*** Opening DATA TO PROCESS ***
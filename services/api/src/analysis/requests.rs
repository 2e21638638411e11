use authormap_store::Identity;
use serde::Deserialize;

#[derive(Debug, Deserialize)]
pub struct AnalyzeRequest {
    pub identities: Vec<Identity>,
    pub min_confidence: Option<f64>,
    pub comments: Option<bool>,
    /// Existing mailmap text applied to the identities before clustering.
    pub mailmap: Option<String>,
}

#[derive(Debug, Deserialize)]
pub struct CanonicalRequest {
    pub identities: Vec<Identity>,
}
*** Closing DATA TO PROCESS ***
◆ PROMPT ◆
Only an exact copy of the entries above will do.

◆ ANSWER SPACE ◆
filename services/api/src/analysis/requests.rs
repository 2e21638638411e11
use authormap_store::Identity;
use serde::Deserialize;

#[derive(Debug, Deserialize)]
pub struct AnalyzeRequest {
    pub identities: Vec<Identity>,
    pub min_confidence: Option<f64>,
    pub comments: Option<bool>,
    /// Existing mailmap text applied to the identities before clustering.
    pub mailmap: Option<String>,
}

#[derive(Debug, Deserialize)]
pub struct CanonicalRequest {
    pub identities: Vec<Identity>,
}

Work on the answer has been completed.